Top of Listed entries

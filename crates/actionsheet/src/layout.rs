//! # Stack layout
//!
//! ## Overview
//!
//! Rows are stacked upwards from the bottom edge of the container. Every row is pinned to the
//! container on its own; no row's position depends on another row, so the offset formula in
//! [bottom_offset] alone determines the stacking.
//!
//! The first row of the input ends up nearest the bottom edge, and each following row sits
//! [ROW_SPACING] item heights above the previous one, plus the fixed [ROW_GAP].
use crate::geometry::{Anchor, Rect};

/// Horizontal margin between each row and the container's left and right edges.
pub const ROW_MARGIN: f64 = 10.0;

/// Fixed gap between the bottom row and the container's bottom edge.
pub const ROW_GAP: f64 = 5.0;

/// Multiple of the item height between the bottoms of neighbouring rows.
pub const ROW_SPACING: f64 = 1.15;

/// Offset of a row's bottom edge from the container's bottom edge.
///
/// `k` counts rows from the bottom, starting at 0.
pub fn bottom_offset(item_height: f64, k: usize) -> f64 {
    -(item_height * k as f64 * ROW_SPACING + ROW_GAP)
}

/// Constraints for the `k`-th row from the bottom.
pub fn row_anchor(item_height: f64, k: usize) -> Anchor {
    Anchor::pinned(ROW_MARGIN, None, bottom_offset(item_height, k), Some(item_height))
}

/// Constraints for `count` rows, indexed by input position.
pub fn stack_anchors(count: usize, item_height: f64) -> Vec<Anchor> {
    (0..count).map(|k| row_anchor(item_height, k)).collect()
}

/// Resolve the frames of `count` rows inside `container`, indexed by input position.
pub fn stack_frames(count: usize, item_height: f64, container: &Rect) -> Vec<Rect> {
    stack_anchors(count, item_height)
        .iter()
        .map(|anchor| anchor.frame_in(container))
        .collect()
}

#[cfg(test)]
mod tests {
    use super::*;
    use rand::Rng;

    fn close(a: f64, b: f64) -> bool {
        (a - b).abs() < 1e-9
    }

    #[test]
    fn test_bottom_offsets() {
        assert!(close(bottom_offset(45.0, 0), -5.0));
        assert!(close(bottom_offset(45.0, 1), -56.75));
        assert!(close(bottom_offset(45.0, 2), -108.5));

        // The gap applies even with a zero height.
        assert!(close(bottom_offset(0.0, 3), -5.0));
    }

    #[test]
    fn test_row_anchor() {
        let anchor = row_anchor(45.0, 1);

        assert_eq!(anchor.left, 10.0);
        assert_eq!(anchor.right, -10.0);
        assert_eq!(anchor.top, None);
        assert_eq!(anchor.height, Some(45.0));
        assert!(close(anchor.bottom, -56.75));
    }

    #[test]
    fn test_stack_frames() {
        let container = Rect::new(0.0, 0.0, 320.0, 480.0);
        let frames = stack_frames(3, 45.0, &container);

        assert_eq!(frames.len(), 3);
        assert!(close(frames[0].bottom(), 475.0));
        assert!(close(frames[1].bottom(), 423.25));
        assert!(close(frames[2].bottom(), 371.5));

        for frame in frames.iter() {
            assert_eq!(frame.x, 10.0);
            assert_eq!(frame.width, 300.0);
            assert!(close(frame.height, 45.0));
        }
    }

    #[test]
    fn test_first_row_lowest() {
        let mut rng = rand::thread_rng();
        let container = Rect::new(0.0, 0.0, 375.0, 667.0);

        for _ in 0..50 {
            let count = rng.gen_range(1..12);
            let height = rng.gen_range(1.0..80.0);
            let frames = stack_frames(count, height, &container);

            assert_eq!(frames.len(), count);

            // Rows move strictly upwards and never overlap.
            for pair in frames.windows(2) {
                assert!(pair[1].bottom() < pair[0].bottom());
                assert!(pair[1].bottom() <= pair[0].top());
            }
        }
    }

    #[test]
    fn test_no_rows() {
        let container = Rect::new(0.0, 0.0, 320.0, 480.0);

        assert_eq!(stack_anchors(0, 45.0).is_empty(), true);
        assert_eq!(stack_frames(0, 45.0, &container).is_empty(), true);
    }
}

Bottom of Listed entries

**Exercise aim**: Line by line, output the data precisely as shown above.

**Answer to this exercise**:
filename crates/actionsheet/src/layout.rs
//! # Stack layout
//!
//! ## Overview
//!
//! Rows are stacked upwards from the bottom edge of the container. Every row is pinned to the
//! container on its own; no row's position depends on another row, so the offset formula in
//! [bottom_offset] alone determines the stacking.
//!
//! The first row of the input ends up nearest the bottom edge, and each following row sits
//! [ROW_SPACING] item heights above the previous one, plus the fixed [ROW_GAP].
use crate::geometry::{Anchor, Rect};

/// Horizontal margin between each row and the container's left and right edges.
pub const ROW_MARGIN: f64 = 10.0;

/// Fixed gap between the bottom row and the container's bottom edge.
pub const ROW_GAP: f64 = 5.0;

/// Multiple of the item height between the bottoms of neighbouring rows.
pub const ROW_SPACING: f64 = 1.15;

/// Offset of a row's bottom edge from the container's bottom edge.
///
/// `k` counts rows from the bottom, starting at 0.
pub fn bottom_offset(item_height: f64, k: usize) -> f64 {
    -(item_height * k as f64 * ROW_SPACING + ROW_GAP)
}

/// Constraints for the `k`-th row from the bottom.
pub fn row_anchor(item_height: f64, k: usize) -> Anchor {
    Anchor::pinned(ROW_MARGIN, None, bottom_offset(item_height, k), Some(item_height))
}

/// Constraints for `count` rows, indexed by input position.
pub fn stack_anchors(count: usize, item_height: f64) -> Vec<Anchor> {
    (0..count).map(|k| row_anchor(item_height, k)).collect()
}

/// Resolve the frames of `count` rows inside `container`, indexed by input position.
pub fn stack_frames(count: usize, item_height: f64, container: &Rect) -> Vec<Rect> {
    stack_anchors(count, item_height)
        .iter()
        .map(|anchor| anchor.frame_in(container))
        .collect()
}

#[cfg(test)]
mod tests {
    use super::*;
    use rand::Rng;

    fn close(a: f64, b: f64) -> bool {
        (a - b).abs() < 1e-9
    }

    #[test]
    fn test_bottom_offsets() {
        assert!(close(bottom_offset(45.0, 0), -5.0));
        assert!(close(bottom_offset(45.0, 1), -56.75));
        assert!(close(bottom_offset(45.0, 2), -108.5));

        // The gap applies even with a zero height.
        assert!(close(bottom_offset(0.0, 3), -5.0));
    }

    #[test]
    fn test_row_anchor() {
        let anchor = row_anchor(45.0, 1);

        assert_eq!(anchor.left, 10.0);
        assert_eq!(anchor.right, -10.0);
        assert_eq!(anchor.top, None);
        assert_eq!(anchor.height, Some(45.0));
        assert!(close(anchor.bottom, -56.75));
    }

    #[test]
    fn test_stack_frames() {
        let container = Rect::new(0.0, 0.0, 320.0, 480.0);
        let frames = stack_frames(3, 45.0, &container);

        assert_eq!(frames.len(), 3);
        assert!(close(frames[0].bottom(), 475.0));
        assert!(close(frames[1].bottom(), 423.25));
        assert!(close(frames[2].bottom(), 371.5));

        for frame in frames.iter() {
            assert_eq!(frame.x, 10.0);
            assert_eq!(frame.width, 300.0);
            assert!(close(frame.height, 45.0));
        }
    }

    #[test]
    fn test_first_row_lowest() {
        let mut rng = rand::thread_rng();
        let container = Rect::new(0.0, 0.0, 375.0, 667.0);

        for _ in 0..50 {
            let count = rng.gen_range(1..12);
            let height = rng.gen_range(1.0..80.0);
            let frames = stack_frames(count, height, &container);

            assert_eq!(frames.len(), count);

            // Rows move strictly upwards and never overlap.
            for pair in frames.windows(2) {
                assert!(pair[1].bottom() < pair[0].bottom());
                assert!(pair[1].bottom() <= pair[0].top());
            }
        }
    }

    #[test]
    fn test_no_rows() {
        let container = Rect::new(0.0, 0.0, 320.0, 480.0);

        assert_eq!(stack_anchors(0, 45.0).is_empty(), true);
        assert_eq!(stack_frames(0, 45.0, &container).is_empty(), true);
    }
}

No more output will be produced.